#### [Work to be completed]
What is the number of lines in the data below that hold the word "crate"? Give nothing beyond that number.

#### [Provided information]

────────────────

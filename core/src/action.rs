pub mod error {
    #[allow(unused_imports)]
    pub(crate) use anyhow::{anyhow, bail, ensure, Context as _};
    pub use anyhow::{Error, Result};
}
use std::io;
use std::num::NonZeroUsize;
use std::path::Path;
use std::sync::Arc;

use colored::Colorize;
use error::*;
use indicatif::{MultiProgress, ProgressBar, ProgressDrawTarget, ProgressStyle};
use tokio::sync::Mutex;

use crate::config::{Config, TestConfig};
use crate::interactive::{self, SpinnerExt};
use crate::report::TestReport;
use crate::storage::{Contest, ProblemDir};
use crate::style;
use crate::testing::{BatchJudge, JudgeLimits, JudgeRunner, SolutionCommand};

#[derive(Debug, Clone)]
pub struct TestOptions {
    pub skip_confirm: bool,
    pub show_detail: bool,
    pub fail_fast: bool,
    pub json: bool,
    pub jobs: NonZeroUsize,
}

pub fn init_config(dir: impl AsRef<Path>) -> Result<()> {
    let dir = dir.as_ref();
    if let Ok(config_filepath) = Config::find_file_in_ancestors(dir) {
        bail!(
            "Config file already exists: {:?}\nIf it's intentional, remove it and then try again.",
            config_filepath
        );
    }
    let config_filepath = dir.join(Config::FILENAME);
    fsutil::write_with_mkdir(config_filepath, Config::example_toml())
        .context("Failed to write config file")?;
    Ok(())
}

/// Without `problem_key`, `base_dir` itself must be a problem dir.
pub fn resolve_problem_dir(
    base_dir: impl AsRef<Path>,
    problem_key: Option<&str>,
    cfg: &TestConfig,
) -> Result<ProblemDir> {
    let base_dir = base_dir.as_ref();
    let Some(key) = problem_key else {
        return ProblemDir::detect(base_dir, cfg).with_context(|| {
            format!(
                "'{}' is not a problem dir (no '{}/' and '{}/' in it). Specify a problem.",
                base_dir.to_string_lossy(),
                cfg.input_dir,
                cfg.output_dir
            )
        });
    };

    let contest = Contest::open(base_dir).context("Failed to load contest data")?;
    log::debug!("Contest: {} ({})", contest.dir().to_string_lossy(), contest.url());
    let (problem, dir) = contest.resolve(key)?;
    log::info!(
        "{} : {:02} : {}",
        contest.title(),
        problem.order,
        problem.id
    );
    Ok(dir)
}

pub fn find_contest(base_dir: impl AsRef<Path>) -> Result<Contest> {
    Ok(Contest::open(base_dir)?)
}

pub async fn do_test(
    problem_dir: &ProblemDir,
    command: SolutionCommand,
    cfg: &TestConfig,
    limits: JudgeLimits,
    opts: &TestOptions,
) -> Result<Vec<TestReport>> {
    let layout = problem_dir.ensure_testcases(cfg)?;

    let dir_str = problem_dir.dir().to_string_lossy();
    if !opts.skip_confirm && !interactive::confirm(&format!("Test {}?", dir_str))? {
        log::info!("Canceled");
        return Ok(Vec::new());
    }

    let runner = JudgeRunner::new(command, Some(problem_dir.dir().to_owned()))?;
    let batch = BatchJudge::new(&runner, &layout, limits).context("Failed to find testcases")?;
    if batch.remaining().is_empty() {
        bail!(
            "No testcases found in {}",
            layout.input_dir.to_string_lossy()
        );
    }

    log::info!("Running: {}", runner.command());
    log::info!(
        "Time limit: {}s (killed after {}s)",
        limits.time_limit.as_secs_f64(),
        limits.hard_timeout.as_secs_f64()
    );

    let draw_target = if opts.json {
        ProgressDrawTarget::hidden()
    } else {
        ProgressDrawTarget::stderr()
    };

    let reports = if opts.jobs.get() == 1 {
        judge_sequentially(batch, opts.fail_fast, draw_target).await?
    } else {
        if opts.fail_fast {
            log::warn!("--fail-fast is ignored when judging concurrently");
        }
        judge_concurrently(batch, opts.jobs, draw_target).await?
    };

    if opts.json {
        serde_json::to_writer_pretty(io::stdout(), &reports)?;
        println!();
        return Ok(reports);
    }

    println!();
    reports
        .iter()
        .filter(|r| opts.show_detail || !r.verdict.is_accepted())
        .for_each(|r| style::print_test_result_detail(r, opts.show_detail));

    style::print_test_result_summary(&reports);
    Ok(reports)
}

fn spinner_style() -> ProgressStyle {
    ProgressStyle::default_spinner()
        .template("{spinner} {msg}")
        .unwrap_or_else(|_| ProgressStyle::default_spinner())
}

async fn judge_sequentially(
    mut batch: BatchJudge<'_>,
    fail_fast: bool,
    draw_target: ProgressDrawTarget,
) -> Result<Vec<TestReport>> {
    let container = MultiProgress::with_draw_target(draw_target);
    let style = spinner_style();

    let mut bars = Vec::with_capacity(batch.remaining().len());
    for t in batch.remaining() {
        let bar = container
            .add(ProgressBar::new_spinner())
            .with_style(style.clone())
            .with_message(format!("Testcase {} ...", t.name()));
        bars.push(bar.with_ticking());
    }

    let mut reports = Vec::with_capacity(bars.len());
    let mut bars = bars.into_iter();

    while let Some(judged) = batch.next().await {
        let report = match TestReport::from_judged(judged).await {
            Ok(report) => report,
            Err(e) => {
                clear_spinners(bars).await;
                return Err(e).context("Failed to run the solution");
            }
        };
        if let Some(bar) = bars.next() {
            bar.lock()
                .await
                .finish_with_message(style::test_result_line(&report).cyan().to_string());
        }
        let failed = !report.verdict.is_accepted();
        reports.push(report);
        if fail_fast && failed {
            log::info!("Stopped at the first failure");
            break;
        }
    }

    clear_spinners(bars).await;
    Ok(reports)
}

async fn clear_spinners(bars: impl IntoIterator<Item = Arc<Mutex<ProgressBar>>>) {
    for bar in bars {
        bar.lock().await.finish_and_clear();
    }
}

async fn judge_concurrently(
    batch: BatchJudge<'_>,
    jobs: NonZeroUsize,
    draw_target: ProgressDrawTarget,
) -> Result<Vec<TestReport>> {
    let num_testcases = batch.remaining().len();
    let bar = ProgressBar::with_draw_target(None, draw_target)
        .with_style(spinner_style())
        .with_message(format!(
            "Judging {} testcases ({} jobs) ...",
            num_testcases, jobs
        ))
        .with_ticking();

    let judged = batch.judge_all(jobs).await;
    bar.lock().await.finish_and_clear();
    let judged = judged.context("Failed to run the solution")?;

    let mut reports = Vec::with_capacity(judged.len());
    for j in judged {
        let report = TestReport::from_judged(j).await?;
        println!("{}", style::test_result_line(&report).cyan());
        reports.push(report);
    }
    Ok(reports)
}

────────────────

#### [Solution to the problem]
7